[Source records]

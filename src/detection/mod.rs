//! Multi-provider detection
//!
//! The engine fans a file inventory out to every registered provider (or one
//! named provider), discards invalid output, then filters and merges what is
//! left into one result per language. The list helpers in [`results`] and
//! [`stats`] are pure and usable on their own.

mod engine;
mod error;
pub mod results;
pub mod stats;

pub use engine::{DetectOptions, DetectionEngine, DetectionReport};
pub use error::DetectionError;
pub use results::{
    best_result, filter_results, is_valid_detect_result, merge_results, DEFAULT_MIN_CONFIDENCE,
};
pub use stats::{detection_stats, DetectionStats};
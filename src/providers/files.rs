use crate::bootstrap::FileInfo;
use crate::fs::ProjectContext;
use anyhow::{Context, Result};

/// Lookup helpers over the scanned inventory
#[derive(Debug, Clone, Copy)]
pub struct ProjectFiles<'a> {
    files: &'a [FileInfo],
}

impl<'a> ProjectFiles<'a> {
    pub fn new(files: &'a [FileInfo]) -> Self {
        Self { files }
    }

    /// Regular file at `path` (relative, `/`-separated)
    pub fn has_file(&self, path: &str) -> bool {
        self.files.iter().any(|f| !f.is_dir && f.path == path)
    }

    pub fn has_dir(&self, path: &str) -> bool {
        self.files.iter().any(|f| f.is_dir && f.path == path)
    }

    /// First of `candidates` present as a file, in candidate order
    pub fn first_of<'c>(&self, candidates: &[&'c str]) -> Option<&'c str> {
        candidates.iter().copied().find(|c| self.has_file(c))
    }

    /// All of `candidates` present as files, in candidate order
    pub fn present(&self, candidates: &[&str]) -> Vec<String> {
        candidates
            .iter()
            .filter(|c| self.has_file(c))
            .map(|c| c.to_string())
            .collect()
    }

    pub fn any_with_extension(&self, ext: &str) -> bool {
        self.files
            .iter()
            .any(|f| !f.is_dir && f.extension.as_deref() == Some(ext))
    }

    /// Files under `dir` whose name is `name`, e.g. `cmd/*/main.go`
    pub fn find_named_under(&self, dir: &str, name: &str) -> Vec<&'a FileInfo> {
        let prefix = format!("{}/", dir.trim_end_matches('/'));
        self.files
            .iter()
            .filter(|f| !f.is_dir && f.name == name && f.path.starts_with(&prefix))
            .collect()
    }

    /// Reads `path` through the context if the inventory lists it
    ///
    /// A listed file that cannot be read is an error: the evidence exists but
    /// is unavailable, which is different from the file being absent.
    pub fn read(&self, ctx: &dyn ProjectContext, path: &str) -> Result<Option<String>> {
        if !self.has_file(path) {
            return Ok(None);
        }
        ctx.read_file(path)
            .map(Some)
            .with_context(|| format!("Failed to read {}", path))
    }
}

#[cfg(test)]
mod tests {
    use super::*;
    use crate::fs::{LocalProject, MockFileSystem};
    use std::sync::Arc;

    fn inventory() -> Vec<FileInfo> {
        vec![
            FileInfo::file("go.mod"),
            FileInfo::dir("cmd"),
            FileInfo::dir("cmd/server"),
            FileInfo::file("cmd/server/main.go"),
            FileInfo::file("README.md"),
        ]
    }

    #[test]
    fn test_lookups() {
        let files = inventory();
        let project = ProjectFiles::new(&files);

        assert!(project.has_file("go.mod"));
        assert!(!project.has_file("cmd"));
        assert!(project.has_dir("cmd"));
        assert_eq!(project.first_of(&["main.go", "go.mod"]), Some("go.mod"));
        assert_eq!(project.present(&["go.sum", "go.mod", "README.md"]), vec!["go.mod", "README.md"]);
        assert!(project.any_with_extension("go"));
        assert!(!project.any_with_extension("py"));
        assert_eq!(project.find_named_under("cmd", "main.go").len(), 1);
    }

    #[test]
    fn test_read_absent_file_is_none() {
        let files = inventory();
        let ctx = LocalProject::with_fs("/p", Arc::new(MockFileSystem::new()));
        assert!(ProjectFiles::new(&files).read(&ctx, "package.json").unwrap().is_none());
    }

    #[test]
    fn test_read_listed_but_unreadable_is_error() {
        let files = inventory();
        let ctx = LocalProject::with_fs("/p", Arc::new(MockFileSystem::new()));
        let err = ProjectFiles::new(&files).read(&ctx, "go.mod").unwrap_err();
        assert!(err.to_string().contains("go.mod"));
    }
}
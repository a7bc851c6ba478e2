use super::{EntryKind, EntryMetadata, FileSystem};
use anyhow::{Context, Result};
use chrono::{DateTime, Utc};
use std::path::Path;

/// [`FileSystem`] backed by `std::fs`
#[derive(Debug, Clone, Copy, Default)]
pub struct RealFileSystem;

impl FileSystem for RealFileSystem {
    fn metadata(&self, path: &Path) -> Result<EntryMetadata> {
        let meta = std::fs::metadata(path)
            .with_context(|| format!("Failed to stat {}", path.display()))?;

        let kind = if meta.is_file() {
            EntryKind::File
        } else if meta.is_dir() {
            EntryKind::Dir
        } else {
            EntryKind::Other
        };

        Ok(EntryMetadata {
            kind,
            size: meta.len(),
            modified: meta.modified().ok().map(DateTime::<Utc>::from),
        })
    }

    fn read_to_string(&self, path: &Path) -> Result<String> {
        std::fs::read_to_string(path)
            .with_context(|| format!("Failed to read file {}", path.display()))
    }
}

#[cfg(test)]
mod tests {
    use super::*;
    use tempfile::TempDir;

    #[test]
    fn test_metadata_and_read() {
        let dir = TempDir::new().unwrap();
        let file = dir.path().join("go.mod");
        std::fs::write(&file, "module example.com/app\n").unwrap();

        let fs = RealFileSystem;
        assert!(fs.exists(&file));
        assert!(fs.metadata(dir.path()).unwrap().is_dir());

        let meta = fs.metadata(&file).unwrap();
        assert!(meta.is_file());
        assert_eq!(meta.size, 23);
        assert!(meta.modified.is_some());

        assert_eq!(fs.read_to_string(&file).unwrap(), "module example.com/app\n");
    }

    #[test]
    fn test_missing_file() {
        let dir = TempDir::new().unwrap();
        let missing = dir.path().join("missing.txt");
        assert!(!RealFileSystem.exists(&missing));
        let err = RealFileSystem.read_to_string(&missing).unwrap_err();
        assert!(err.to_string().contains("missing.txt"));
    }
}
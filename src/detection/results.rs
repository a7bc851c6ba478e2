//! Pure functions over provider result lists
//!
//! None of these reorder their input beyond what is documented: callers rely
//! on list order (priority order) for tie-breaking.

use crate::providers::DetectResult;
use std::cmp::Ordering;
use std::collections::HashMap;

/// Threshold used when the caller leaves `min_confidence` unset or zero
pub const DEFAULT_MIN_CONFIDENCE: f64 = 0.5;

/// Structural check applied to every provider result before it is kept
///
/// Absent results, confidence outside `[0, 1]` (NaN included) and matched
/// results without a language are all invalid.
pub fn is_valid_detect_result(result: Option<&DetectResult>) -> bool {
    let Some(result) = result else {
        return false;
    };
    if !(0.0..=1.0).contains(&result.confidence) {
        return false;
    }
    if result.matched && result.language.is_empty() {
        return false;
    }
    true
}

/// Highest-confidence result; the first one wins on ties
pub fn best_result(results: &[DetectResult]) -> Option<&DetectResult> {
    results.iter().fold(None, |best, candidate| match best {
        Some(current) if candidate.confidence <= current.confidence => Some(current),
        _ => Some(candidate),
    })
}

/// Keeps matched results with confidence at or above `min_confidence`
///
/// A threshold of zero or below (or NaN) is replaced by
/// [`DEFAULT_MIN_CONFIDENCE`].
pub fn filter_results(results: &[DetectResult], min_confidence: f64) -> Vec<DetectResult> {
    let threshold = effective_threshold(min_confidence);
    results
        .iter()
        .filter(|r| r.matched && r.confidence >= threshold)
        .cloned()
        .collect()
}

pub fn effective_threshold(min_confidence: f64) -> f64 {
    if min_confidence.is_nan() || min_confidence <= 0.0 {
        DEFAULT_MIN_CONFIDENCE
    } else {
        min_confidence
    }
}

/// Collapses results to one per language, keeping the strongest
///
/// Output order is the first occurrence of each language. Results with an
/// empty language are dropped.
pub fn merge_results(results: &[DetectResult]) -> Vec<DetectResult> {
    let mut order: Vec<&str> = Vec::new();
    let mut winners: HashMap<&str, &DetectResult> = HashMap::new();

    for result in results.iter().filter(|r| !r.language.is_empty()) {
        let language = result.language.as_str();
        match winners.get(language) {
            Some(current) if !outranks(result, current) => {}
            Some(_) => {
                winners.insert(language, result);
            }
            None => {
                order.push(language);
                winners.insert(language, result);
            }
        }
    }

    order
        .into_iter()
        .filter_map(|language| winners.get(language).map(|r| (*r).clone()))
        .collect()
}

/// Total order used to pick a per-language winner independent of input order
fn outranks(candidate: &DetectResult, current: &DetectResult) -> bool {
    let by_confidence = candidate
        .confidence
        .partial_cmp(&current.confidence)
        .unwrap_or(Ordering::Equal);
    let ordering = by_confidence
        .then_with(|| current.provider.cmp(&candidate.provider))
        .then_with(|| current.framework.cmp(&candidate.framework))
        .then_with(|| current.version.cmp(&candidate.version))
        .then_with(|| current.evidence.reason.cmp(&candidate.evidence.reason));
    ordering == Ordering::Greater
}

==

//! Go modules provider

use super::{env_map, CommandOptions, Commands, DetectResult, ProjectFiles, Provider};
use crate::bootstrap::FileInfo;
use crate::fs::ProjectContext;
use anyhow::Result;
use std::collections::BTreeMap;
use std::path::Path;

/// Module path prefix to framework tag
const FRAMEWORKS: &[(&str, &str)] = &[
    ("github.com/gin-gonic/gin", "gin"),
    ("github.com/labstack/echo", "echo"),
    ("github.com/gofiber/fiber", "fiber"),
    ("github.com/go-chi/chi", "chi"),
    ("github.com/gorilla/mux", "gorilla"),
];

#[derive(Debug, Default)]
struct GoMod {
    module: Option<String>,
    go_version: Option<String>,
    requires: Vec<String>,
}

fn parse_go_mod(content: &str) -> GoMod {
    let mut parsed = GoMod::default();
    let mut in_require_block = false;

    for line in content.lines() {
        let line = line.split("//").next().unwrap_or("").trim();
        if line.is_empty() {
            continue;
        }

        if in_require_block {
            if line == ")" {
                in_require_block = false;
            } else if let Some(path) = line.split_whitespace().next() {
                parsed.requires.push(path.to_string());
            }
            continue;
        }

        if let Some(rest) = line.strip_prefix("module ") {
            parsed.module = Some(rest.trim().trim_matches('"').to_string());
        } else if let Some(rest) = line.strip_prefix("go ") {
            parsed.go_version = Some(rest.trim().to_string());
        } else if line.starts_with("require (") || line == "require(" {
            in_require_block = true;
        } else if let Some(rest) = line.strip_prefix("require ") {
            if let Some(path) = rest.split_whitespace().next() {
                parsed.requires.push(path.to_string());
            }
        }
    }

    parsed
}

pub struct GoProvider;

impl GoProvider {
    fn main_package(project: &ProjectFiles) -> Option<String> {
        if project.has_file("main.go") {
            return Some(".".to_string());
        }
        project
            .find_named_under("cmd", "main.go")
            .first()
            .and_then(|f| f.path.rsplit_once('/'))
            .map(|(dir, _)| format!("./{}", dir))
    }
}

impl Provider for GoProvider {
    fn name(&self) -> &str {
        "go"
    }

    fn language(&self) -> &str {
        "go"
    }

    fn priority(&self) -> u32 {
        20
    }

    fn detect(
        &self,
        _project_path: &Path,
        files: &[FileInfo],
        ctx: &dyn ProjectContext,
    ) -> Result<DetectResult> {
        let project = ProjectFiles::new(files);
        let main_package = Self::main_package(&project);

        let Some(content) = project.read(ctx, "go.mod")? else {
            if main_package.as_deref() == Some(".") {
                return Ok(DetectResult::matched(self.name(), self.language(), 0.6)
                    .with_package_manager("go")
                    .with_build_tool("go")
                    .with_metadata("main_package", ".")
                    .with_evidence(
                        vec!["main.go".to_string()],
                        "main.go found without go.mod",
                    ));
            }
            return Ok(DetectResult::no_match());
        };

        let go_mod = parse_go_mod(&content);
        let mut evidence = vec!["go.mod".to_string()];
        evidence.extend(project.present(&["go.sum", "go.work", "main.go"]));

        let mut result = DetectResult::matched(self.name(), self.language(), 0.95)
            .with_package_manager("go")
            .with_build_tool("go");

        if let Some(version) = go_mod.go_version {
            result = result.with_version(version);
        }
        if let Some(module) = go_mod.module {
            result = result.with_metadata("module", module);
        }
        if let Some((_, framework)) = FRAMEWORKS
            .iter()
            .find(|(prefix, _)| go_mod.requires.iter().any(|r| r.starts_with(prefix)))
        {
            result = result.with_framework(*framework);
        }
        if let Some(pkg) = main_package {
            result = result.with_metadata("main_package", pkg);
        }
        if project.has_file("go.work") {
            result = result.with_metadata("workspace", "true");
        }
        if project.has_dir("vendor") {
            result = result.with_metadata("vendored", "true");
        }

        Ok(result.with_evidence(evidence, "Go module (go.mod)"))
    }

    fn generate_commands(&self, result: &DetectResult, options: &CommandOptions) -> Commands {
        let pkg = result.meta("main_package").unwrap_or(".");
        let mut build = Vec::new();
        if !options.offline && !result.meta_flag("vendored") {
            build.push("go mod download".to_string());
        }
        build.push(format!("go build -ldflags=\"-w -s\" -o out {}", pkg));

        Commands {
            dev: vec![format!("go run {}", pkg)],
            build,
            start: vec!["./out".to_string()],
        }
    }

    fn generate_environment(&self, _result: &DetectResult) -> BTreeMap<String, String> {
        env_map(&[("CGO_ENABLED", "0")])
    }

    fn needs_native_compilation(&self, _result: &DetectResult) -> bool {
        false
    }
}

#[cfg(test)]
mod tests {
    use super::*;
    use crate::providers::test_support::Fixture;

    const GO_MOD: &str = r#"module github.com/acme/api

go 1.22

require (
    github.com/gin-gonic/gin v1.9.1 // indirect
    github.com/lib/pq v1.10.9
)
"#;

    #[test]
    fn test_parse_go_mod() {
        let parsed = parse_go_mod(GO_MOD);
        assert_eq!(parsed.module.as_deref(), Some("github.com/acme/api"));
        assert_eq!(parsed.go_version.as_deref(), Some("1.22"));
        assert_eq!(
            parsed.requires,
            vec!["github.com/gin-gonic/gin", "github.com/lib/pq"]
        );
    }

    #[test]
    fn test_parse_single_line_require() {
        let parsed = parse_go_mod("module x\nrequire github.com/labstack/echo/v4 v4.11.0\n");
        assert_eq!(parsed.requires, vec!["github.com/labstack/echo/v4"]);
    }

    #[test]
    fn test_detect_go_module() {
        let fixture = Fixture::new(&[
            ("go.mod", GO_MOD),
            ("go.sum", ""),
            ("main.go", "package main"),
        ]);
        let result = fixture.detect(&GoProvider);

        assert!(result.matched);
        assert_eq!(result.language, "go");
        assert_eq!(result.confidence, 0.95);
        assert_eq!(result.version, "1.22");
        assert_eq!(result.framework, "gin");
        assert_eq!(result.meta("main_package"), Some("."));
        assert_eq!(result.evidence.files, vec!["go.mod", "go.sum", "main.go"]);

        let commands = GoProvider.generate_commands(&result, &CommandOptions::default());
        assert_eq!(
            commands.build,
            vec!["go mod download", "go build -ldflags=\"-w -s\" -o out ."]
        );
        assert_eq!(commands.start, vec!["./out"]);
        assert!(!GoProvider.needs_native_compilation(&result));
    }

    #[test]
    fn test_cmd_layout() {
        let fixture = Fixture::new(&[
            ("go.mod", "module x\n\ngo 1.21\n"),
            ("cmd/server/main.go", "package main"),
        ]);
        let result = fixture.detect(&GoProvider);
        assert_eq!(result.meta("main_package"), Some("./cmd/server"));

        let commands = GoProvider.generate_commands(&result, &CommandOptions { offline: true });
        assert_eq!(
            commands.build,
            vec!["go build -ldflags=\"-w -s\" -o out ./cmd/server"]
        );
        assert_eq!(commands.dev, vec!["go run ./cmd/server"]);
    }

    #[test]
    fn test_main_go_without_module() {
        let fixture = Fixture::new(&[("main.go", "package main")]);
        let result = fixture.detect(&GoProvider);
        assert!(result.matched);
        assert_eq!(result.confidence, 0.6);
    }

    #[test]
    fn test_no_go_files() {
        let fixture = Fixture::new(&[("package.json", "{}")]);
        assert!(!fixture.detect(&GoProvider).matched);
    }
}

Activity: Please copy every line of the records above in which "exists" appears.

Result of the exercise:
    /// A listed file that cannot be read is an error: the evidence exists but
        assert!(fs.exists(&file));
        assert!(!RealFileSystem.exists(&missing));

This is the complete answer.